═════ Records for processing ═════

use std::sync::Arc;

use crates::domain::{
    entities::profiles::InsertProfileEntity,
    repositories::profiles::ProfileRepository,
    value_objects::profiles::ProfileDto,
};
use serde::Serialize;
use thiserror::Error;
use tracing::{error, info, warn};

use crate::auth::{self, ROLE_ADMIN, ROLE_USER};
use crate::config::config_model::SessionAuth;

#[derive(Debug, Error)]
pub enum SessionError {
    #[error("a valid email address is required")]
    InvalidEmail,
    #[error("profile not found")]
    ProfileNotFound,
    #[error(transparent)]
    Internal(#[from] anyhow::Error),
}

impl SessionError {
    pub fn status_code(&self) -> axum::http::StatusCode {
        use axum::http::StatusCode;
        match self {
            SessionError::InvalidEmail => StatusCode::BAD_REQUEST,
            SessionError::ProfileNotFound => StatusCode::NOT_FOUND,
            SessionError::Internal(_) => StatusCode::INTERNAL_SERVER_ERROR,
        }
    }
}

#[derive(Debug, Clone, Serialize)]
pub struct SessionDto {
    pub token: String,
    pub profile: ProfileDto,
}

/// Login and first-time registration are the same operation: identity is
/// the email, there is no password and no proof of ownership.
pub struct SessionUseCase<P>
where
    P: ProfileRepository + Send + Sync + 'static,
{
    profile_repository: Arc<P>,
    session: SessionAuth,
    admin_email: String,
}

impl<P> SessionUseCase<P>
where
    P: ProfileRepository + Send + Sync + 'static,
{
    pub fn new(profile_repository: Arc<P>, session: SessionAuth, admin_email: String) -> Self {
        Self {
            profile_repository,
            session,
            admin_email,
        }
    }

    pub async fn login_or_register(&self, email: &str) -> Result<SessionDto, SessionError> {
        let email = email.trim().to_ascii_lowercase();
        if email.is_empty() || !email.contains('@') {
            let err = SessionError::InvalidEmail;
            warn!(
                status = err.status_code().as_u16(),
                "sessions: rejected login with malformed email"
            );
            return Err(err);
        }

        let existing = self
            .profile_repository
            .find_by_email(&email)
            .await
            .map_err(|err| {
                error!(db_error = ?err, "sessions: failed to look up profile");
                SessionError::Internal(err)
            })?;

        let profile = match existing {
            Some(profile) => {
                info!(email = %profile.email, "sessions: existing profile logged in");
                profile
            }
            None => {
                let created = self
                    .profile_repository
                    .create(InsertProfileEntity::fresh(email.clone()))
                    .await
                    .map_err(|err| {
                        error!(db_error = ?err, "sessions: failed to create profile");
                        SessionError::Internal(err)
                    })?;
                info!(email = %created.email, "sessions: new profile registered");
                created
            }
        };

        let role = if profile.email == self.admin_email {
            ROLE_ADMIN
        } else {
            ROLE_USER
        };

        let token = auth::issue_session_token(&profile.email, role, &self.session)
            .map_err(SessionError::Internal)?;

        Ok(SessionDto {
            token,
            profile: ProfileDto::from(profile),
        })
    }

    /// Resolves a session identity to its profile; the client polls this
    /// while a generation tab is open.
    pub async fn current_profile(&self, email: &str) -> Result<ProfileDto, SessionError> {
        let profile = self
            .profile_repository
            .find_by_email(email)
            .await
            .map_err(|err| {
                error!(db_error = ?err, "sessions: failed to load current profile");
                SessionError::Internal(err)
            })?
            .ok_or(SessionError::ProfileNotFound)?;

        Ok(ProfileDto::from(profile))
    }
}

#[cfg(test)]
mod tests {
    use super::*;
    use chrono::Utc;
    use crates::domain::{
        entities::profiles::ProfileEntity,
        repositories::profiles::MockProfileRepository,
        value_objects::enums::payment_statuses::PaymentStatus,
    };

    const ADMIN: &str = "admin@voxgen.dev";

    fn session_config() -> SessionAuth {
        SessionAuth {
            jwt_secret: "unit-test-session-secret-0123456789".to_string(),
            ttl_seconds: 3600,
        }
    }

    fn entity(email: &str) -> ProfileEntity {
        ProfileEntity {
            email: email.to_string(),
            char_count: 0,
            image_count: 0,
            voice_premium_expiry: None,
            image_premium_expiry: None,
            payment_status: "none".to_string(),
            last_payment_ref: None,
            created_at: Utc::now(),
        }
    }

    #[tokio::test]
    async fn first_login_registers_a_zeroed_profile() {
        let mut repo = MockProfileRepository::new();

        repo.expect_find_by_email()
            .withf(|email| email == "new@example.com")
            .returning(|_| Ok(None));
        repo.expect_create()
            .withf(|insert| {
                insert.email == "new@example.com"
                    && insert.char_count == 0
                    && insert.image_count == 0
                    && insert.payment_status == "none"
            })
            .returning(|insert| Ok(entity(&insert.email)));

        let usecase = SessionUseCase::new(Arc::new(repo), session_config(), ADMIN.to_string());
        let session = usecase.login_or_register("new@example.com").await.unwrap();

        assert_eq!(session.profile.email, "new@example.com");
        assert_eq!(session.profile.char_count, 0);
        assert_eq!(session.profile.image_count, 0);
        assert_eq!(session.profile.payment_status, PaymentStatus::None);
        assert!(!session.token.is_empty());
    }

    #[tokio::test]
    async fn repeat_login_reuses_the_existing_profile() {
        let mut repo = MockProfileRepository::new();

        repo.expect_find_by_email()
            .returning(|email| Ok(Some(entity(email))));
        repo.expect_create().times(0);

        let usecase = SessionUseCase::new(Arc::new(repo), session_config(), ADMIN.to_string());
        let session = usecase.login_or_register("Known@Example.com").await.unwrap();

        // identity is normalized before hitting the store
        assert_eq!(session.profile.email, "known@example.com");
    }

    #[tokio::test]
    async fn malformed_email_is_rejected_before_touching_the_store() {
        let mut repo = MockProfileRepository::new();
        repo.expect_find_by_email().times(0);
        repo.expect_create().times(0);

        let usecase = SessionUseCase::new(Arc::new(repo), session_config(), ADMIN.to_string());
        let result = usecase.login_or_register("   ").await;

        assert!(matches!(result, Err(SessionError::InvalidEmail)));
    }

    #[tokio::test]
    async fn current_profile_for_unknown_identity_is_not_found() {
        let mut repo = MockProfileRepository::new();
        repo.expect_find_by_email().returning(|_| Ok(None));

        let usecase = SessionUseCase::new(Arc::new(repo), session_config(), ADMIN.to_string());
        let result = usecase.current_profile("gone@example.com").await;

        assert!(matches!(result, Err(SessionError::ProfileNotFound)));
    }
}
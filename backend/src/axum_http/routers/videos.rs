use std::sync::Arc;

use axum::{
    Json, Router, extract::State, http::header, response::IntoResponse, routing::post,
};
use crates::{
    domain::{
        repositories::profiles::ProfileRepository,
        value_objects::{enums::features::Feature, generation::VideoRequest},
    },
    genai::gemini_client::GeminiClient,
    infra::db::{
        postgres::postgres_connection::PgPoolSquad, repositories::profiles::ProfilePostgres,
    },
};
use tokio::sync::watch;

use crate::auth::SessionUser;
use crate::axum_http::error_responses::AppError;
use crate::config::config_model::DotEnvyConfig;
use crate::usecases::{
    entitlement::EntitlementEvaluator,
    gateway::GenAiGateway,
    videos::{VideoOutcome, VideoUseCase},
};

pub fn routes(
    db_pool: Arc<PgPoolSquad>,
    genai: Arc<GeminiClient>,
    config: &DotEnvyConfig,
) -> Router {
    let profile_repository = ProfilePostgres::new(Arc::clone(&db_pool));
    let evaluator = EntitlementEvaluator::new(config.admin.email.clone());
    let videos_usecase = VideoUseCase::new(
        Arc::new(profile_repository),
        genai,
        evaluator,
        config.video_polling.clone(),
    );

    Router::new()
        .route("/generate", post(generate))
        .with_state(Arc::new(videos_usecase))
}

pub async fn generate<P, G>(
    State(videos_usecase): State<Arc<VideoUseCase<P, G>>>,
    session: SessionUser,
    Json(body): Json<VideoRequest>,
) -> Result<impl IntoResponse, AppError>
where
    P: ProfileRepository + Send + Sync + 'static,
    G: GenAiGateway + 'static,
{
    // Dropping this handler (client disconnect) cancels the poll loop via
    // the dropped future; the watch channel is the explicit signal for
    // callers that outlive the request.
    let (_cancel_tx, cancel_rx) = watch::channel(false);

    match videos_usecase
        .generate(&session.email, body, cancel_rx)
        .await?
    {
        VideoOutcome::Generated(video) => Ok((
            [
                (header::CONTENT_TYPE, video.mime_type.to_string()),
                (
                    header::CONTENT_DISPOSITION,
                    "attachment; filename=\"video.mp4\"".to_string(),
                ),
            ],
            video.data,
        )),
        // Video is sold as the voice subscription.
        VideoOutcome::PaymentRequired => Err(AppError::PaymentRequired(Feature::Voice)),
    }
}
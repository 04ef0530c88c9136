use std::sync::Arc;

use axum::{
    Json, Router, extract::State, http::header, response::IntoResponse, routing::post,
};
use crates::{
    domain::{
        repositories::profiles::ProfileRepository,
        value_objects::{enums::features::Feature, generation::ImageRequest},
    },
    genai::gemini_client::GeminiClient,
    infra::db::{
        postgres::postgres_connection::PgPoolSquad, repositories::profiles::ProfilePostgres,
    },
};

use crate::auth::SessionUser;
use crate::axum_http::error_responses::AppError;
use crate::config::config_model::DotEnvyConfig;
use crate::usecases::{
    entitlement::EntitlementEvaluator,
    gateway::GenAiGateway,
    images::{ImageOutcome, ImageUseCase},
};

pub fn routes(
    db_pool: Arc<PgPoolSquad>,
    genai: Arc<GeminiClient>,
    config: &DotEnvyConfig,
) -> Router {
    let profile_repository = ProfilePostgres::new(Arc::clone(&db_pool));
    let evaluator = EntitlementEvaluator::new(config.admin.email.clone());
    let images_usecase = ImageUseCase::new(Arc::new(profile_repository), genai, evaluator);

    Router::new()
        .route("/generate", post(generate))
        .with_state(Arc::new(images_usecase))
}

pub async fn generate<P, G>(
    State(images_usecase): State<Arc<ImageUseCase<P, G>>>,
    session: SessionUser,
    Json(body): Json<ImageRequest>,
) -> Result<impl IntoResponse, AppError>
where
    P: ProfileRepository + Send + Sync + 'static,
    G: GenAiGateway + 'static,
{
    match images_usecase.generate(&session.email, body).await? {
        ImageOutcome::Generated(image) => {
            let extension = mime_guess::get_mime_extensions_str(&image.mime_type)
                .and_then(|extensions| extensions.first())
                .copied()
                .unwrap_or("bin");

            Ok((
                [
                    (header::CONTENT_TYPE, image.mime_type.clone()),
                    (
                        header::CONTENT_DISPOSITION,
                        format!("attachment; filename=\"image.{extension}\""),
                    ),
                ],
                image.data,
            ))
        }
        ImageOutcome::PaymentRequired => Err(AppError::PaymentRequired(Feature::Image)),
    }
}
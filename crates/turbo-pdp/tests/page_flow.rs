//! Drives a whole product section through the controller on a headless page.

use std::cell::{Cell, RefCell};
use std::collections::VecDeque;
use std::rc::Rc;
use std::time::Duration;

use async_trait::async_trait;
use futures::channel::oneshot;
use futures::executor::block_on;
use turbo_dom::{el, shared, Document, ElementBuilder, FormData, NodeId, Selector, SharedDocument};
use turbo_pdp::prelude::*;
use turbo_pdp::{
    ApiError, CartAddData, HeadlessPlatform, ImageData, OptionChangeData, OptionChangeOutcome,
    PdpError, Platform, ProductId, SkipReason, CART_QUANTITY_UPDATE, PRODUCT_OPTION_CHANGE,
};

#[derive(Default)]
struct MockApi {
    option_replies: RefCell<VecDeque<Result<OptionChangeData, ApiError>>>,
    cart_reply: RefCell<Option<Result<CartAddData, ApiError>>>,
    option_calls: RefCell<Vec<(String, String)>>,
    cart_calls: RefCell<Vec<FormData>>,
}

impl MockApi {
    fn reply_option(&self, reply: Result<OptionChangeData, ApiError>) {
        self.option_replies.borrow_mut().push_back(reply);
    }

    fn reply_cart(&self, reply: Result<CartAddData, ApiError>) {
        *self.cart_reply.borrow_mut() = Some(reply);
    }
}

#[async_trait(?Send)]
impl StorefrontApi for MockApi {
    async fn option_change(
        &self,
        product_id: &ProductId,
        form: &str,
    ) -> Result<OptionChangeData, ApiError> {
        self.option_calls
            .borrow_mut()
            .push((product_id.to_string(), form.to_string()));
        self.option_replies
            .borrow_mut()
            .pop_front()
            .unwrap_or_else(|| Ok(OptionChangeData::default()))
    }

    async fn cart_add(&self, form: &FormData) -> Result<CartAddData, ApiError> {
        self.cart_calls.borrow_mut().push(form.clone());
        self.cart_reply
            .borrow_mut()
            .take()
            .unwrap_or_else(|| Ok(CartAddData::default()))
    }
}

/// Holds every option-change request open until the test answers it.
#[derive(Default)]
struct DeferredApi {
    pending: RefCell<Vec<oneshot::Sender<OptionChangeData>>>,
}

impl DeferredApi {
    fn answer(&self, index: usize, data: OptionChangeData) {
        let sender = self.pending.borrow_mut().remove(index);
        assert!(sender.send(data).is_ok());
    }
}

#[async_trait(?Send)]
impl StorefrontApi for DeferredApi {
    async fn option_change(
        &self,
        _product_id: &ProductId,
        _form: &str,
    ) -> Result<OptionChangeData, ApiError> {
        let (tx, rx) = oneshot::channel();
        self.pending.borrow_mut().push(tx);
        rx.await.map_err(|e| ApiError::Transport(e.to_string()))
    }

    async fn cart_add(&self, _form: &FormData) -> Result<CartAddData, ApiError> {
        Ok(CartAddData::default())
    }
}

fn product_section(single: bool, product_id: &str) -> ElementBuilder {
    let section = el("div").class("productView");
    let section = if single {
        section.class("single-product-wrap")
    } else {
        section
    };

    section.children([
        el("div")
            .attr("data-product-details", "")
            .attr("data-product-title", "Widget"),
        el("p").attr("data-product-message", ""),
        el("div").children([
            el("span")
                .attr("data-product-price-wrapper", "without-tax")
                .text("$12.00"),
            el("span")
                .attr("data-product-price-wrapper", "with-tax")
                .text("$13.20"),
            el("span").attr("data-product-price-saved", ""),
        ]),
        el("dl").children([
            el("dd")
                .class("single-product-meta-item-hidden")
                .child(el("span").attr("data-product-stock-level", "")),
            el("dd").child(el("span").attr("data-product-sku", "").text("WID-S")),
            el("dd").child(el("span").attr("data-product-weight", "").text("1 LBS")),
        ]),
        el("form")
            .attr("data-product-form", "")
            .attr("data-product-options-count", "2")
            .children([
                el("input")
                    .attr("type", "hidden")
                    .attr("name", "product_id")
                    .attr("value", product_id)
                    .flag("data-product-id"),
                el("div").attr("data-product-option-change", "").children([
                    el("div").attr("data-product-attribute", "set-select").child(
                        el("select").attr("name", "attribute[12]").children([
                            el("option")
                                .attr("value", "1")
                                .attr("data-product-attribute-value", "1")
                                .flag("selected")
                                .text("Small"),
                            el("option")
                                .attr("value", "2")
                                .attr("data-product-attribute-value", "2")
                                .text("Medium"),
                            el("option")
                                .attr("value", "3")
                                .attr("data-product-attribute-value", "3")
                                .text("Large"),
                        ]),
                    ),
                    el("div").attr("data-product-attribute", "swatch").children([
                        el("input")
                            .attr("type", "radio")
                            .attr("name", "attribute[13]")
                            .attr("value", "10")
                            .attr("data-product-attribute-value", "10")
                            .flag("checked"),
                        el("input")
                            .attr("type", "radio")
                            .attr("name", "attribute[13]")
                            .attr("value", "11")
                            .attr("data-product-attribute-value", "11"),
                    ]),
                    el("input").attr("type", "file").attr("name", "attribute[14]"),
                ]),
                el("div").attr("data-product-quantity", "").children([
                    el("button")
                        .attr("data-product-quantity-change", "")
                        .attr("data-quantity-decrement", ""),
                    el("input")
                        .attr("name", "qty[]")
                        .attr("value", "1")
                        .attr("min", "1")
                        .attr("max", "3")
                        .flag("data-product-quantity-input"),
                    el("button")
                        .attr("data-product-quantity-change", "")
                        .attr("data-quantity-increment", ""),
                ]),
                el("div").class("product-add-button-wrapper").child(
                    el("button")
                        .attr("data-button-purchase", "")
                        .children([
                            el("span").attr("data-button-text", "").text("Add to Cart"),
                            el("span").class("spinner"),
                        ]),
                ),
            ]),
    ])
}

═════

_Task objective_
Filter the entries above and return only the lines holding "Feature".

_Response_
        value_objects::{enums::features::Feature, generation::VideoRequest},
        VideoOutcome::PaymentRequired => Err(AppError::PaymentRequired(Feature::Voice)),
        value_objects::{enums::features::Feature, generation::ImageRequest},
        ImageOutcome::PaymentRequired => Err(AppError::PaymentRequired(Feature::Image)),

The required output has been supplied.